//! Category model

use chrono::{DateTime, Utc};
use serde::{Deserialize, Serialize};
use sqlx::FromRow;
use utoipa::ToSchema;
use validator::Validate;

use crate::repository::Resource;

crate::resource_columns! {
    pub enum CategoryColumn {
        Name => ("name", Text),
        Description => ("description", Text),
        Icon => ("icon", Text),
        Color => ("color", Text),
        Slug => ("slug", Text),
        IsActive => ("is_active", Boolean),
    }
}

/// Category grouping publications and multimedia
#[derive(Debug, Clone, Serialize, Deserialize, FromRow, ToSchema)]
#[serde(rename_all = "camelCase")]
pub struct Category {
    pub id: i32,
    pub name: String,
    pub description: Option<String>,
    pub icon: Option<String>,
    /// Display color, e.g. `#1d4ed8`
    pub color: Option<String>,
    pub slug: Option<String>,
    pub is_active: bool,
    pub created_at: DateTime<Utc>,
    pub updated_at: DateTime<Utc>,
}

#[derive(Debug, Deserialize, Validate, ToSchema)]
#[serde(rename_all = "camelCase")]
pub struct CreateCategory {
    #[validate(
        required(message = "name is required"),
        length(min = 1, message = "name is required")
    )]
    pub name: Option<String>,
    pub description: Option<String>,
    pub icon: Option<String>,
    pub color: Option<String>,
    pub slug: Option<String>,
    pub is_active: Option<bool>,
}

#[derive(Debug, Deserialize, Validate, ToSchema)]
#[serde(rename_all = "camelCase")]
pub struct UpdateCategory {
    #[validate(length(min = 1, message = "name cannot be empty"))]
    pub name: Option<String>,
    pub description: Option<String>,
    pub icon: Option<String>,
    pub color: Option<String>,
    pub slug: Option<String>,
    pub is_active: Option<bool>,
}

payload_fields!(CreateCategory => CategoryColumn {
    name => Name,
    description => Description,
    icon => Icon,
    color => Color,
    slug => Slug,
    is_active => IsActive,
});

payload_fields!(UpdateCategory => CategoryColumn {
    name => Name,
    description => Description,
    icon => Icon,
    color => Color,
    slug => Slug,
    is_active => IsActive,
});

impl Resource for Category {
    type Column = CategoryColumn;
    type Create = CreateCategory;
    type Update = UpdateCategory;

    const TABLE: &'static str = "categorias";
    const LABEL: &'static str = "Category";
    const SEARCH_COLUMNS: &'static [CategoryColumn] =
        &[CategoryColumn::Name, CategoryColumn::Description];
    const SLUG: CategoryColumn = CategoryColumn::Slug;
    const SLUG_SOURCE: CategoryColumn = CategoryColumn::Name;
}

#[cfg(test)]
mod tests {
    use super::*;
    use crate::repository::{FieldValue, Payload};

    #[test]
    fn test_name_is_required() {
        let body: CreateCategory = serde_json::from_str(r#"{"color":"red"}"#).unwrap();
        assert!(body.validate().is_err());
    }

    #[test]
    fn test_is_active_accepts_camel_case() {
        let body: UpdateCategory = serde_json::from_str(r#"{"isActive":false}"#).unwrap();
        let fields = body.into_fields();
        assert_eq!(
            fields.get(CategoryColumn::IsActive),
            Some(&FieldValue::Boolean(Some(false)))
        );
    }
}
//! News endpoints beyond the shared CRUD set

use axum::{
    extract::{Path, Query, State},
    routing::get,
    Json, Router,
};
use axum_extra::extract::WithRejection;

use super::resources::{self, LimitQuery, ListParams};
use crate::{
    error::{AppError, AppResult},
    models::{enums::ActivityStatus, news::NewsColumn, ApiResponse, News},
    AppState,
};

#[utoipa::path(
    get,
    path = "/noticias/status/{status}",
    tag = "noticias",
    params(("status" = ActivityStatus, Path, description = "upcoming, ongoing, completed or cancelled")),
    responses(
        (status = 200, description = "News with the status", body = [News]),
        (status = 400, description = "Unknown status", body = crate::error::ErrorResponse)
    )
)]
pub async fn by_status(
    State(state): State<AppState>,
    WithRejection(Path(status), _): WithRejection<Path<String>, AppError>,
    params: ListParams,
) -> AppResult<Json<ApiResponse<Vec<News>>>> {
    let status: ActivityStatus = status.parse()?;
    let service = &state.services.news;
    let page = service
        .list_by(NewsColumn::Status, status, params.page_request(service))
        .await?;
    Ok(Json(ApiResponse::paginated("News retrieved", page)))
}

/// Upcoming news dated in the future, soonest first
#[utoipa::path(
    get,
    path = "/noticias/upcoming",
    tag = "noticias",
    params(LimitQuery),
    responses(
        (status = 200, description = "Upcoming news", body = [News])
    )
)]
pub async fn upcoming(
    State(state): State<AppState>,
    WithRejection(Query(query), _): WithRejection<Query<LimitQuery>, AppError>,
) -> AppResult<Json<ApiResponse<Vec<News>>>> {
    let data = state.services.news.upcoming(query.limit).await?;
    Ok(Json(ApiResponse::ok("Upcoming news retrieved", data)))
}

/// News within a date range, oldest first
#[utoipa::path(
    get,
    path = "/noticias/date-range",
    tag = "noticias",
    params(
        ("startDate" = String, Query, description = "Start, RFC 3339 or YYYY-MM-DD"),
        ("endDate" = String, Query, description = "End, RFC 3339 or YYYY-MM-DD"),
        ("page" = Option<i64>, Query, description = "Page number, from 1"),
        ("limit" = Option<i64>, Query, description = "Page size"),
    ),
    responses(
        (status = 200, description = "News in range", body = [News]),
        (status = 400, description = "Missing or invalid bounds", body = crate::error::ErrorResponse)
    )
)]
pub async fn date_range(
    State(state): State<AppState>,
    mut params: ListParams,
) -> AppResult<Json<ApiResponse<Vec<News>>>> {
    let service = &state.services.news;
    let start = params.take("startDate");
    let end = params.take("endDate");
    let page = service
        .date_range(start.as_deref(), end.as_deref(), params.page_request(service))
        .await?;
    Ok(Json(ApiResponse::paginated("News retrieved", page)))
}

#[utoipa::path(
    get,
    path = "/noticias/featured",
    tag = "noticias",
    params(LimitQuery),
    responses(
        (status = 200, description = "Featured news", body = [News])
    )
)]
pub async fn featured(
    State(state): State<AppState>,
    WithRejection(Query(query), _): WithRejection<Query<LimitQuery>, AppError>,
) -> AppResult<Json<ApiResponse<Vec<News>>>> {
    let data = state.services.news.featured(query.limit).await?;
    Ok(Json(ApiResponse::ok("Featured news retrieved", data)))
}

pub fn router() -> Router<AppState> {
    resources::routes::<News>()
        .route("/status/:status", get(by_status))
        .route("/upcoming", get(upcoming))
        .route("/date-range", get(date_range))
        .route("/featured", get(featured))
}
※ ※ ※
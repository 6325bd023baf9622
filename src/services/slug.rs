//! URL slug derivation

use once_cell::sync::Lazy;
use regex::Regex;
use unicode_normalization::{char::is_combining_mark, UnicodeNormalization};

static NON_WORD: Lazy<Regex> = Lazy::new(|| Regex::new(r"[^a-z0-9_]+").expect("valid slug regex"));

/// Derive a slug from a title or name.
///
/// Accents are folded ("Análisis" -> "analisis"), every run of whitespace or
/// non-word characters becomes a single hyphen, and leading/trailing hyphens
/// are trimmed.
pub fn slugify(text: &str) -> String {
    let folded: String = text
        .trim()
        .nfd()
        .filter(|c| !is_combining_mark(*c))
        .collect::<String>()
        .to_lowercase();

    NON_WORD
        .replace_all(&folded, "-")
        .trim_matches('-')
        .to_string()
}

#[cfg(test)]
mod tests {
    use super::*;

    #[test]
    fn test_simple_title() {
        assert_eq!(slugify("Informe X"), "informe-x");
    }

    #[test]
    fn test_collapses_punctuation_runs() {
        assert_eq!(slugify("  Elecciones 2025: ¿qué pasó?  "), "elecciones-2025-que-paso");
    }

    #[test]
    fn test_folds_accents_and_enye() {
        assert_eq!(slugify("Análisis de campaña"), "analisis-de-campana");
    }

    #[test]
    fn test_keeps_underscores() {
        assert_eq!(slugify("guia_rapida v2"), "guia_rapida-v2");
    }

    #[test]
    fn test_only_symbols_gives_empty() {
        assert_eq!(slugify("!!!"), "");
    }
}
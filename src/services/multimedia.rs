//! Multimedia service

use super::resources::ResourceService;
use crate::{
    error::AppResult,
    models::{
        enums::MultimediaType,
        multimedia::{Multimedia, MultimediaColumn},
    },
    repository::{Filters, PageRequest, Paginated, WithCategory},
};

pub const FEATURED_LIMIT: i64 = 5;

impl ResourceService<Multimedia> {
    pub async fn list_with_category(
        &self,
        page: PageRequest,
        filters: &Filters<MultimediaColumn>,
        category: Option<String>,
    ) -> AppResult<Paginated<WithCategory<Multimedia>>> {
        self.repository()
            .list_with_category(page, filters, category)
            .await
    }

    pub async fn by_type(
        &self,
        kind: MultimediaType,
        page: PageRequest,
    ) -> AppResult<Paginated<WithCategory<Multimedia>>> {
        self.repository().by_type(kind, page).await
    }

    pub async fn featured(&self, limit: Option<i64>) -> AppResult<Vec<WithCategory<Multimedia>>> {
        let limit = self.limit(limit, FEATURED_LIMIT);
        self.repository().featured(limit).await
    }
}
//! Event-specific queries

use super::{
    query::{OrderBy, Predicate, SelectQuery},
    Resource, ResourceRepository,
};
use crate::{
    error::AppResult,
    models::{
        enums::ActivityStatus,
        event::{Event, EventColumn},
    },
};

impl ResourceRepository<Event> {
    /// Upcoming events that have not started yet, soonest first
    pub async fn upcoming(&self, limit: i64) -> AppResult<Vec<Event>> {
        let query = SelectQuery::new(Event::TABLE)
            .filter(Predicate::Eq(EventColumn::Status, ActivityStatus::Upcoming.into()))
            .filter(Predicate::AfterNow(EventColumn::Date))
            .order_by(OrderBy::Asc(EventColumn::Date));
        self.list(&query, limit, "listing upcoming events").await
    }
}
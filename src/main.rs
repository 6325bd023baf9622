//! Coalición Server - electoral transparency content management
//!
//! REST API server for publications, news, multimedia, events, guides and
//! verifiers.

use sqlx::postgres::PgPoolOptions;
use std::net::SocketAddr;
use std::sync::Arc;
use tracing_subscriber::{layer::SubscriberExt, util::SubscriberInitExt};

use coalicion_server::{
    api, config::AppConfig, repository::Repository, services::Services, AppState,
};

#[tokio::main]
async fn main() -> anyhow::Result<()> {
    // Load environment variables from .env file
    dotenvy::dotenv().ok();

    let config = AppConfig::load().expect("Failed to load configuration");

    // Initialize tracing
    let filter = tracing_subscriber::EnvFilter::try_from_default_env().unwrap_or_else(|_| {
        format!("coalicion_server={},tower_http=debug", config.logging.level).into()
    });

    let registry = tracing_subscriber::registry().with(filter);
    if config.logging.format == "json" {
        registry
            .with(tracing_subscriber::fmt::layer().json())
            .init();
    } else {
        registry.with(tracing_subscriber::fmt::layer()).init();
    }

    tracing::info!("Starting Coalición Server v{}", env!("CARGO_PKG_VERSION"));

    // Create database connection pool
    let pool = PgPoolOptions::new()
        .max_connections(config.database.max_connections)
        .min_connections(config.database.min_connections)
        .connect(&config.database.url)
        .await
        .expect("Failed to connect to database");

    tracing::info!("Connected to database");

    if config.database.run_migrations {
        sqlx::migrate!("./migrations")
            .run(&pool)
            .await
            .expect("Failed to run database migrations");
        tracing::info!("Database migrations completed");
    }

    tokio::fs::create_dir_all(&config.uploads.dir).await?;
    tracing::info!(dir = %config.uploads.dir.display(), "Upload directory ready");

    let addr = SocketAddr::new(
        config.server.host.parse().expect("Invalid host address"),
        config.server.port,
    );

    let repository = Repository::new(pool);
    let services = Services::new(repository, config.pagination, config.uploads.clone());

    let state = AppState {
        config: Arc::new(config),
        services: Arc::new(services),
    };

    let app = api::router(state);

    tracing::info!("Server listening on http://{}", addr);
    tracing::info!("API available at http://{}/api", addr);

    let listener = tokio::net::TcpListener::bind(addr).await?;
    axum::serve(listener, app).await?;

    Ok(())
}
※ ※ ※
**Work order:**
Gather up, from the records above, each line where the word "analisis" appears.

**Exercise response:**
/// Accents are folded ("Análisis" -> "analisis"), every run of whitespace or
        assert_eq!(slugify("Análisis de campaña"), "analisis-de-campana");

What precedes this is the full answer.